Je me réveillai à nouveau, dans le noir cette fois-ci. Les deux lunes étaient hautes dans un ciel limpide. Je me levai, et titubai plus loin. Sous le pansement, ma peau était toujours aussi abîmée mais je me sentais mieux.

A la lueur du feu mourant, je distinguai Arthur et Ian blottis dans leurs sacs de couchage. Nous étions à l'orée de la forêt. La falaise surplombait un paysage sombre fait arbres à perte de vue. Je n'avais aucune idée de comment nous étions arrivés là.

Un cri strident résonna dans la nuit, suivi rapidement par un deuxième. Je frissonnai en jetant un coup d’œil à mes compagnons endormis. Mais ils ne semblaient pas avoir entendu.

Le bruit se répéta à nouveau, accompagné de battements d'ailes. Les papillons nous avaient retrouvés ! Je me retins de donner l'alerte quand je vis qu'ils n'en avaient plus après nous maintenant. Trois créatures sombres en entouraient une autre, plus petite et plus pâle. Elles tourbillonnaient dans l'air non loin du bord de la falaise. Je m'approchai discrètement pour mieux observer la scène.

Le petit animal attaqué ne faisait visiblement pas le poids face à ses agresseurs. Un des papillons lui mordit sa longue queue, et il chavira. Les autres en profitèrent pour le harceler de plus belle. Il n'allait pas pouvoir s'en sortir sans aide.

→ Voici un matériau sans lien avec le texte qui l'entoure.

// Task queue HTTP routes

use axum::{
    extract::{Path, State},
    routing::get,
    Json, Router,
};
use sightline_core::{MergedPollers, PollerService, TaskQueueDescription, WorkflowService};
use std::sync::Arc;

use super::common::ApiError;
use crate::auth::RequestAccess;

/// App state for task queue routes
#[derive(Clone)]
pub struct AppState {
    pub pollers: Arc<PollerService>,
}

impl AppState {
    pub fn new(service: Arc<dyn WorkflowService>) -> Self {
        Self {
            pollers: Arc::new(PollerService::new(service)),
        }
    }
}

/// Create task queue routes
pub fn routes(state: AppState) -> Router {
    Router::new()
        .route(
            "/api/namespaces/:namespace/task-queues/:task_queue/pollers",
            get(list_pollers),
        )
        .route(
            "/api/namespaces/:namespace/task-queues/:task_queue/",
            get(describe_task_queue),
        )
        .route(
            "/api/namespaces/:namespace/task-queues/:task_queue",
            get(describe_task_queue),
        )
        .with_state(state)
}

/// GET /api/namespaces/:namespace/task-queues/:task_queue/pollers - Pollers merged by identity
#[utoipa::path(
    get,
    path = "/api/namespaces/{namespace}/task-queues/{task_queue}/pollers",
    params(
        ("namespace" = String, Path, description = "Namespace name"),
        ("task_queue" = String, Path, description = "Task queue name")
    ),
    responses(
        (status = 200, description = "Pollers keyed by identity", body = std::collections::BTreeMap<String, sightline_core::MergedPoller>),
        (status = 503, description = "Backend unavailable", body = super::ErrorResponse)
    ),
    tag = "task-queues"
)]
pub async fn list_pollers(
    State(state): State<AppState>,
    RequestAccess(ctx): RequestAccess,
    Path((namespace, task_queue)): Path<(String, String)>,
) -> Result<Json<MergedPollers>, ApiError> {
    let merged = state.pollers.merged(&ctx, &namespace, &task_queue).await?;
    Ok(Json(merged))
}

/// GET /api/namespaces/:namespace/task-queues/:task_queue/ - Activity then workflow pollers, unmerged
#[utoipa::path(
    get,
    path = "/api/namespaces/{namespace}/task-queues/{task_queue}/",
    params(
        ("namespace" = String, Path, description = "Namespace name"),
        ("task_queue" = String, Path, description = "Task queue name")
    ),
    responses(
        (status = 200, description = "Combined poller list", body = TaskQueueDescription),
        (status = 503, description = "Backend unavailable", body = super::ErrorResponse)
    ),
    tag = "task-queues"
)]
pub async fn describe_task_queue(
    State(state): State<AppState>,
    RequestAccess(ctx): RequestAccess,
    Path((namespace, task_queue)): Path<(String, String)>,
) -> Result<Json<TaskQueueDescription>, ApiError> {
    let combined = state.pollers.combined(&ctx, &namespace, &task_queue).await?;
    Ok(Json(combined))
}
// Access context extraction
// Decision: Authentication happens in front of the gateway; this only forwards the bearer token
// Decision: Never rejects - a missing or malformed header means an anonymous call

use axum::{
    extract::FromRequestParts,
    http::{header, request::Parts, HeaderMap},
};
use sightline_core::AccessContext;
use std::convert::Infallible;

/// Extractor for the caller's access context
#[derive(Debug, Clone, Default)]
pub struct RequestAccess(pub AccessContext);

#[axum::async_trait]
impl<S> FromRequestParts<S> for RequestAccess
where
    S: Send + Sync,
{
    type Rejection = Infallible;

    async fn from_request_parts(parts: &mut Parts, _state: &S) -> Result<Self, Self::Rejection> {
        Ok(RequestAccess(access_from_headers(&parts.headers)))
    }
}

/// Read `Authorization: Bearer <token>`
pub fn access_from_headers(headers: &HeaderMap) -> AccessContext {
    headers
        .get(header::AUTHORIZATION)
        .and_then(|value| value.to_str().ok())
        .and_then(|value| value.strip_prefix("Bearer "))
        .map(str::trim)
        .filter(|token| !token.is_empty())
        .map(AccessContext::with_token)
        .unwrap_or_default()
}
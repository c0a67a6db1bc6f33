// Dashboard settings and cluster info routes
// Decision: The identity provider is external; /api/me only reports whether auth is on

use axum::{extract::State, routing::get, Json, Router};
use serde::Serialize;
use serde_json::Value;
use sightline_core::WorkflowService;
use std::sync::Arc;
use utoipa::ToSchema;

use super::common::ApiError;
use crate::auth::RequestAccess;

/// App state for settings routes
#[derive(Clone)]
pub struct AppState {
    pub service: Arc<dyn WorkflowService>,
    pub permit_write_api: bool,
    pub auth_enabled: bool,
}

impl AppState {
    pub fn new(service: Arc<dyn WorkflowService>, permit_write_api: bool, auth_enabled: bool) -> Self {
        Self {
            service,
            permit_write_api,
            auth_enabled,
        }
    }
}

/// Settings the dashboard reads on load
#[derive(Debug, Clone, Serialize, ToSchema)]
#[serde(rename_all = "camelCase")]
pub struct WebSettings {
    #[schema(example = "OK")]
    pub health: &'static str,
    /// Whether terminate and signal are available
    pub permit_write_api: bool,
}

/// The current user, as far as the gateway knows
#[derive(Debug, Clone, Serialize, ToSchema)]
#[serde(rename_all = "camelCase")]
pub struct CurrentUser {
    pub is_auth_enabled: bool,
    /// Always null; user details come from the identity provider
    #[schema(value_type = Option<Object>)]
    pub user: Option<Value>,
}

/// Create settings routes
pub fn routes(state: AppState) -> Router {
    Router::new()
        .route("/api/web-settings", get(web_settings))
        .route("/api/me", get(current_user))
        .route("/api/cluster/version-info", get(version_info))
        .with_state(state)
}

/// GET /api/web-settings - Dashboard settings
#[utoipa::path(
    get,
    path = "/api/web-settings",
    responses((status = 200, description = "Dashboard settings", body = WebSettings)),
    tag = "settings"
)]
pub async fn web_settings(State(state): State<AppState>) -> Json<WebSettings> {
    Json(WebSettings {
        health: "OK",
        permit_write_api: state.permit_write_api,
    })
}

/// GET /api/me - Authentication status
#[utoipa::path(
    get,
    path = "/api/me",
    responses((status = 200, description = "Authentication status", body = CurrentUser)),
    tag = "settings"
)]
pub async fn current_user(State(state): State<AppState>) -> Json<CurrentUser> {
    Json(CurrentUser {
        is_auth_enabled: state.auth_enabled,
        user: None,
    })
}

/// GET /api/cluster/version-info - Cluster version information
#[utoipa::path(
    get,
    path = "/api/cluster/version-info",
    responses(
        (status = 200, description = "Cluster information from the backend", content_type = "application/json"),
        (status = 503, description = "Backend unavailable", body = super::ErrorResponse)
    ),
    tag = "settings"
)]
pub async fn version_info(
    State(state): State<AppState>,
    RequestAccess(ctx): RequestAccess,
) -> Result<Json<Value>, ApiError> {
    let info = state.service.get_cluster_info(&ctx).await?;
    Ok(Json(info))
}
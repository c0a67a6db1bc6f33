// Common DTOs and error mapping for the HTTP API
//
// Every handler returns Result<_, ApiError>. The backend error kind decides
// the status code; the body is always `{"error": "<message>"}`.

use axum::http::StatusCode;
use axum::response::{IntoResponse, Response};
use axum::Json;
use serde::{Deserialize, Serialize};
use sightline_core::{GatewayError, RpcError, RpcErrorKind};
use utoipa::ToSchema;

/// Standard error response for API endpoints.
#[derive(Debug, Clone, Serialize, Deserialize, ToSchema)]
pub struct ErrorResponse {
    /// Error message describing what went wrong.
    pub error: String,
}

impl ErrorResponse {
    pub fn new(error: impl Into<String>) -> Self {
        Self {
            error: error.into(),
        }
    }
}

/// Status code for a backend error kind
pub fn status_for_kind(kind: RpcErrorKind) -> StatusCode {
    match kind {
        RpcErrorKind::NotFound => StatusCode::NOT_FOUND,
        RpcErrorKind::InvalidArgument => StatusCode::BAD_REQUEST,
        RpcErrorKind::PermissionDenied => StatusCode::FORBIDDEN,
        RpcErrorKind::Unauthenticated => StatusCode::UNAUTHORIZED,
        RpcErrorKind::AlreadyExists => StatusCode::CONFLICT,
        RpcErrorKind::FailedPrecondition => StatusCode::PRECONDITION_FAILED,
        RpcErrorKind::ResourceExhausted => StatusCode::TOO_MANY_REQUESTS,
        RpcErrorKind::DeadlineExceeded => StatusCode::GATEWAY_TIMEOUT,
        RpcErrorKind::Unimplemented => StatusCode::NOT_IMPLEMENTED,
        RpcErrorKind::Unavailable => StatusCode::SERVICE_UNAVAILABLE,
        RpcErrorKind::Internal | RpcErrorKind::Unknown => StatusCode::INTERNAL_SERVER_ERROR,
    }
}

/// Error returned by API handlers
#[derive(Debug, Clone)]
pub struct ApiError {
    pub status: StatusCode,
    pub message: String,
}

impl ApiError {
    pub fn new(status: StatusCode, message: impl Into<String>) -> Self {
        Self {
            status,
            message: message.into(),
        }
    }

    pub fn forbidden(message: impl Into<String>) -> Self {
        Self::new(StatusCode::FORBIDDEN, message)
    }

    pub fn internal(message: impl Into<String>) -> Self {
        Self::new(StatusCode::INTERNAL_SERVER_ERROR, message)
    }
}

impl From<RpcError> for ApiError {
    fn from(e: RpcError) -> Self {
        Self::new(status_for_kind(e.kind), e.message)
    }
}

impl From<GatewayError> for ApiError {
    fn from(e: GatewayError) -> Self {
        match e {
            GatewayError::Validation(message) => Self::new(StatusCode::BAD_REQUEST, message),
            GatewayError::Rpc(e) => e.into(),
            e @ GatewayError::QueryProbeAccepted { .. } => Self::internal(e.to_string()),
        }
    }
}

impl IntoResponse for ApiError {
    fn into_response(self) -> Response {
        if self.status.is_server_error() {
            tracing::error!(status = %self.status, error = %self.message, "Request failed");
        } else {
            tracing::debug!(status = %self.status, error = %self.message, "Request rejected");
        }
        (self.status, Json(ErrorResponse::new(self.message))).into_response()
    }
}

— Attaquez-vous à quelqu'un de votre taille, espèce de lâches ! m'exclamai-je.

Les créatures portèrent immédiatement leur attention sur ma petite personne. En fait, me rendis-je compte, je n'étais pas mieux placée pour vaincre les trois. J’hésitai et reculai d’un pas. Mais je ne pouvais pas tout de même pas rester là sans réagir !

Je fis difficilement apparaître une boule de feu en suspension au-dessus de ma main. Je ne voulais pas l'avouer mais l'attaque de la plante avait drainé la plus grande partie de mon énergie. Je savais que je ne pourrais pas en créer une seconde, il fallait viser juste ! Je lançai la sphère brûlante vers les créatures. Elle décrivit un arc de cercle avant d'embraser les ailes du papillon le plus proche. Il tourbillonna et s'écrasa au bas de la falaise, l’écho de son cri contre les troncs. Les deux autres hésitèrent quelques instants avant de prendre la fuite. Leurs sifflements de colère résonnèrent dans la nuit.

Il ne restait plus que la quatrième créature, une petite raie dont le dos brillait sous l'éclat lunaire. Elle faisait moins d'un mètre de long, queue comprise, et dérivait tranquillement dans l'air nocturne. Je me demandai par quel miracle elle pouvait flotter ainsi sans se mouvoir.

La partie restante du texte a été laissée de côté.